Stored data entries
════════════════
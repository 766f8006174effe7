//! tracing subscriber setup for binaries and tests.

use tracing_subscriber::EnvFilter;

/// Filter used when `RUST_LOG` is unset.
pub const DEFAULT_FILTER: &str = "anime_enrich=info";

/// Install a `fmt` subscriber writing to stderr.
///
/// Honours `RUST_LOG`. Calling it twice is harmless; the second call is ignored.
pub fn init() {
    let filter = EnvFilter::try_from_default_env().unwrap_or_else(|_| EnvFilter::new(DEFAULT_FILTER));
    let _ = tracing_subscriber::fmt()
        .with_env_filter(filter)
        .with_writer(std::io::stderr)
        .with_target(false)
        .try_init();
}
//! Per-screen view models.
//!
//! Each screen constructs its own view model on mount. A view model owns the
//! items it has loaded and a [`PageState`] that is published through a
//! `tokio::sync::watch` channel, so the presentation layer can render
//! loading spinners while a load is in progress.
//!
//! | View | Source | Enrichment |
//! |------|--------|------------|
//! | [`AllAnimeView`] | backend A-Z list | MAL id per item via [`crate::batch`] |
//! | [`LastWatchView`] | user service watch history | catalog record per id via [`crate::batch`] |
//! | [`TopRateView`] | backend most popular | none |
//! | [`LastUpdatesView`] | backend recently updated | none |
//! | [`TopCharactersView`] | catalog top characters | none, deduplicated by MAL id |

mod all_anime;
mod last_updates;
mod last_watch;
mod top_characters;
mod top_rate;

pub use all_anime::{AllAnimeView, EnrichedAnime};
pub use last_updates::LastUpdatesView;
pub use last_watch::{LastWatchView, WatchRecord};
pub use top_characters::TopCharactersView;
pub use top_rate::TopRateView;

use crate::batch::{BatchConfig, BatchRunner, BatchSummary};
use crate::Error;
use serde::Serialize;
use tokio::sync::watch;
use tokio_util::sync::CancellationToken;

/// Shown when the upstream answered but reported failure.
pub const FETCH_FAILED: &str = "Failed to fetch data.";
/// Shown when the request itself failed.
pub const FETCH_ERROR: &str = "An error occurred while fetching data.";
/// Non-blocking banner for partially loaded lists.
pub const PARTIAL_NOTICE: &str = "Some items could not be loaded";

#[derive(Debug, Clone, Default, PartialEq, Eq, Serialize)]
pub struct PageState {
    /// First page (or the only page) is loading.
    pub loading: bool,
    /// A follow-up page is loading.
    pub loading_more: bool,
    pub refreshing: bool,
    pub error: Option<String>,
    /// Last page successfully loaded; 0 before the first load.
    pub page: u32,
    pub has_next_page: bool,
    /// The last load dropped some items but kept others.
    pub partial: bool,
    /// Items dropped by the last load.
    pub failed_items: usize,
}

impl PageState {
    pub(crate) fn paginated() -> Self {
        Self {
            has_next_page: true,
            ..Self::default()
        }
    }

    pub fn is_busy(&self) -> bool {
        self.loading || self.loading_more
    }

    /// Banner text for the current state, if any.
    pub fn notice(&self) -> Option<&str> {
        match (&self.error, self.partial) {
            (Some(err), _) => Some(err.as_str()),
            (None, true) => Some(PARTIAL_NOTICE),
            (None, false) => None,
        }
    }

    pub(crate) fn record_batch(&mut self, summary: &BatchSummary) {
        self.partial = summary.is_partial();
        self.failed_items = summary.failed;
    }
}

pub(crate) fn error_message(err: &Error) -> String {
    match err {
        Error::Validation { .. } => FETCH_FAILED.to_string(),
        _ => FETCH_ERROR.to_string(),
    }
}

/// Watch-channel holder for a view's [`PageState`].
pub(crate) struct StateCell {
    tx: watch::Sender<PageState>,
}

impl StateCell {
    pub(crate) fn new(initial: PageState) -> Self {
        let (tx, _rx) = watch::channel(initial);
        Self { tx }
    }

    pub(crate) fn get(&self) -> PageState {
        self.tx.borrow().clone()
    }

    pub(crate) fn update(&self, f: impl FnOnce(&mut PageState)) {
        self.tx.send_modify(f);
    }

    pub(crate) fn subscribe(&self) -> watch::Receiver<PageState> {
        self.tx.subscribe()
    }
}

pub(crate) fn runner(config: &BatchConfig, cancel: Option<&CancellationToken>) -> BatchRunner {
    let runner = BatchRunner::new(config.clone());
    match cancel {
        Some(token) => runner.with_cancellation(token.clone()),
        None => runner,
    }
}

#[cfg(test)]
pub(crate) mod fakes {
    //! In-memory sources for view tests.

    use crate::backend::{AnimeDirectory, AnimeSummary, EpisodeCounts, ListPage, WatchHistory};
    use crate::catalog::{AnimeCatalog, Character, Images, Page, Pagination};
    use crate::catalog::Anime;
    use crate::error::ErrorContext;
    use crate::error_kind::ErrorKind;
    use crate::{Error, Result};
    use async_trait::async_trait;
    use std::collections::HashMap;
    use std::sync::atomic::{AtomicU32, Ordering};
    use std::sync::Mutex;

    pub fn summary(id: &str) -> AnimeSummary {
        AnimeSummary {
            id: id.to_string(),
            name: id.to_uppercase(),
            poster: None,
            kind: Some("TV".into()),
            episodes: EpisodeCounts::default(),
        }
    }

    pub fn anime(mal_id: u64, title: &str) -> Anime {
        Anime {
            mal_id,
            title: title.to_string(),
            title_english: None,
            images: Images::default(),
            score: None,
            episodes: None,
            status: None,
            year: None,
            synopsis: None,
        }
    }

    pub fn character(mal_id: u64, name: &str) -> Character {
        Character {
            mal_id,
            name: name.to_string(),
            images: Images::default(),
            favorites: None,
            about: None,
        }
    }

    pub fn rate_limited() -> Error {
        Error::Remote {
            status: 429,
            kind: ErrorKind::RateLimited,
            message: "Too Many Requests".into(),
        }
    }

    pub fn connection_refused() -> Error {
        Error::Transport(crate::transport::TransportError::Other(
            "connection refused".into(),
        ))
    }

    fn upstream_failure() -> Error {
        Error::validation("upstream reported failure", ErrorContext::new())
    }

    #[derive(Default)]
    pub struct FakeDirectory {
        pub pages: HashMap<u32, ListPage>,
        pub popular_pages: HashMap<u32, ListPage>,
        pub recent: Vec<AnimeSummary>,
        pub mal_ids: HashMap<String, u64>,
        /// Page requests that fail with `success: false`, for either listing.
        pub failing_pages: Vec<u32>,
        /// Recently updated answers `success: false`.
        pub recent_rejected: bool,
        pub recent_unreachable: bool,
    }

    impl FakeDirectory {
        fn page_from(&self, pages: &HashMap<u32, ListPage>, page: u32) -> Result<ListPage> {
            if self.failing_pages.contains(&page) {
                return Err(upstream_failure());
            }
            Ok(pages.get(&page).cloned().unwrap_or(ListPage {
                animes: Vec::new(),
                current_page: page,
                has_next_page: false,
            }))
        }
    }

    #[async_trait]
    impl AnimeDirectory for FakeDirectory {
        async fn azlist_page(&self, page: u32) -> Result<ListPage> {
            self.page_from(&self.pages, page)
        }

        async fn most_popular(&self, page: u32) -> Result<ListPage> {
            self.page_from(&self.popular_pages, page)
        }

        async fn recently_updated(&self) -> Result<Vec<AnimeSummary>> {
            if self.recent_unreachable {
                return Err(connection_refused());
            }
            if self.recent_rejected {
                return Err(upstream_failure());
            }
            Ok(self.recent.clone())
        }

        async fn anime_mal_id(&self, anime_id: &str) -> Result<Option<u64>> {
            Ok(self.mal_ids.get(anime_id).copied())
        }
    }

    #[derive(Default)]
    pub struct FakeHistory {
        pub ids: HashMap<String, Vec<u64>>,
        pub unreachable: bool,
    }

    #[async_trait]
    impl WatchHistory for FakeHistory {
        async fn last_watch_ids(&self, user_id: &str) -> Result<Vec<u64>> {
            if self.unreachable {
                return Err(connection_refused());
            }
            Ok(self.ids.get(user_id).cloned().unwrap_or_default())
        }
    }

    #[derive(Default)]
    pub struct FakeCatalog {
        pub anime: HashMap<u64, Anime>,
        /// Remaining 429 answers per id.
        pub rate_limits: Mutex<HashMap<u64, u32>>,
        pub character_pages: HashMap<u32, Vec<Character>>,
        pub last_page: u32,
        pub calls: AtomicU32,
    }

    #[async_trait]
    impl AnimeCatalog for FakeCatalog {
        async fn anime_by_id(&self, mal_id: u64) -> Result<Anime> {
            self.calls.fetch_add(1, Ordering::SeqCst);
            {
                let mut limits = self.rate_limits.lock().unwrap();
                if let Some(left) = limits.get_mut(&mal_id) {
                    if *left > 0 {
                        *left -= 1;
                        return Err(rate_limited());
                    }
                }
            }
            self.anime.get(&mal_id).cloned().ok_or(Error::Remote {
                status: 404,
                kind: ErrorKind::NotFound,
                message: "Not Found".into(),
            })
        }

        async fn top_characters(&self, page: u32) -> Result<Page<Character>> {
            let items = self.character_pages.get(&page).cloned().unwrap_or_default();
            Ok(Page {
                items,
                pagination: Pagination {
                    current_page: page,
                    last_visible_page: self.last_page,
                    has_next_page: page < self.last_page,
                },
            })
        }
    }
}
════════════════
§ **Task statement**:
Search the records for the word "Pagination", then list every line that has it.

§ **Answer section**:
    use crate::catalog::{AnimeCatalog, Character, Images, Page, Pagination};
                pagination: Pagination {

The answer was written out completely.